Low rolling hills - enough to restrict horizon to <1/2 km. None or very small travel penalty. Also called "Close" terrain.

Low mountain

Restricted visibility (10-500m), good ambush territory. Moderate travel penalty. Also called "Very close" terrain.

High mountain / Cliffs

Extremely short visibility (<10m), heavy travel penalty



This is just any open grassy, scrubby, flowery or other place that's not truly forested. Uncommon in the game. You can grow crops here outside. No penalties for travel, good for foraging

Deciduous Forest

Just in case we need it somewhere warm-ish. Small penalty for travel, Best for foraging.

Evergreen Forest

Forested area - combined with Taiga should make the bulk of good foraging terrain. Small penalty for travel, good foraging opportunity (same as fields?)
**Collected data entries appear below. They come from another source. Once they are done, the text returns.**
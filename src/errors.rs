//! Unified error type for the bot, the callback server and the API clients.

use thiserror::Error;

/// Every failure the crate can surface.
#[derive(Debug, Error)]
pub enum Error {
    /// Invalid or unreadable configuration
    #[error("Configuration error: {message}")]
    Config {
        /// What went wrong
        message: String,
    },

    /// sea-orm / sqlx failure
    #[error("Database error: {0}")]
    Database(#[from] sea_orm::DbErr),

    /// Transport-level failure talking to an external service
    #[error("HTTP error: {0}")]
    Http(#[from] reqwest::Error),

    /// A response body that was not the JSON we expected
    #[error("JSON error: {0}")]
    Json(#[from] serde_json::Error),

    /// Filesystem or socket failure
    #[error("I/O error: {0}")]
    Io(#[from] std::io::Error),

    /// The user has no session or no auth token yet
    #[error("User is not authenticated.")]
    NotAuthenticated,

    /// The custodial wallet API rejected the stored token
    #[error("Session expired. Please login again using /login")]
    SessionExpired,

    /// The OAuth callback referenced a user that never started a login
    #[error("No session found for Discord user {discord_id}")]
    SessionNotFound {
        /// `state` value received in the callback
        discord_id: String,
    },

    /// Non-success answer from an external API
    #[error("{service} error: {message}")]
    Upstream {
        /// Which service answered
        service: &'static str,
        /// Message extracted from the response body
        message: String,
    },

    /// A response was missing a field we need
    #[error("{service} response is missing `{field}`")]
    MissingField {
        /// Which service answered
        service: &'static str,
        /// JSON pointer or field name
        field: String,
    },

    /// The wallet has no token account for a mint it tries to spend
    #[error("Your wallet does not hold any {mint}")]
    NoTokenAccount {
        /// Mint address
        mint: String,
    },

    /// A string that is not a base58 Solana public key
    #[error("Invalid Solana address: {address}")]
    InvalidAddress {
        /// The rejected input
        address: String,
    },

    /// A Solana transaction could not be assembled or serialized
    #[error("Failed to build transaction: {message}")]
    Transaction {
        /// What went wrong
        message: String,
    },

    /// Amounts must be finite and positive
    #[error("Invalid amount: {amount}")]
    InvalidAmount {
        /// The rejected amount
        amount: f64,
    },

    /// Serenity / Poise framework error
    #[error("Serenity/Poise framework error: {0}")]
    #[allow(clippy::enum_variant_names)]
    FrameworkError(Box<poise::serenity_prelude::Error>),
}

impl From<poise::serenity_prelude::Error> for Error {
    fn from(value: poise::serenity_prelude::Error) -> Self {
        Self::FrameworkError(Box::new(value))
    }
}

/// Convenience `Result` type
pub type Result<T> = std::result::Result<T, Error>;
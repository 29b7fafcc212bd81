/// Database configuration and connection management
pub mod database;

/// Settings file and environment secrets
pub mod settings;

pub use settings::{Backend, BackendSecrets, Secrets, Settings};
Some small trees and bushes, animal life. No penalty for travel, reduced foraging opportunity.


Permafrost - essentially no plant life, perhaps lichens and such. Not sure if distinction between this and Glacier is relevant/necessary. Only animal life is sea based or predators of sea life (polar bears). Small penalty for travel, very limited foraging (hunting only)

Glacier/Frozen lake

This is solid ice and/or snow. Penalty for travel (crevasses, snow shoes or skis may be required, no foraging)

Coastal Types

If the world map tile has a border with ocean, sea, or major lake - the transition between land/water sections should be defined as one of the following (or combination) - note: Not sure all the following are really different.


You know, sand. Gradually sloping to water.

Sea Wall

A low, sharp break, perhaps 3-4m maximum in height


A sharp break to the ocean, too tall to jump (>4m)


Hmmm.... like an icey cliff?


Concrete barrier or man-made reef.


All major roads (highways, railroad beds) and bridges should be represented on the world map, although not necessarily DRAWN for the player (unless he finds a road map item, or gets directions?). These will roughly double travel times across world map, as long as the roads are mostly functional. Some vehicles will require roads to travel, and get stuck if roads are blocked (these can be designed or assumed to occur randomly over a certain distance).


All major and minor rivers should be represented on the world map. But could possibly be hidden from the player until discovered... These can act like roads for some vehicles ("boats"), although they may often be frozen. If you wish to CROSS a river, there is a travel penalty unless there is an intact bridge. This is also true of other bodies of water (lakes, bays, inland seas, etc.).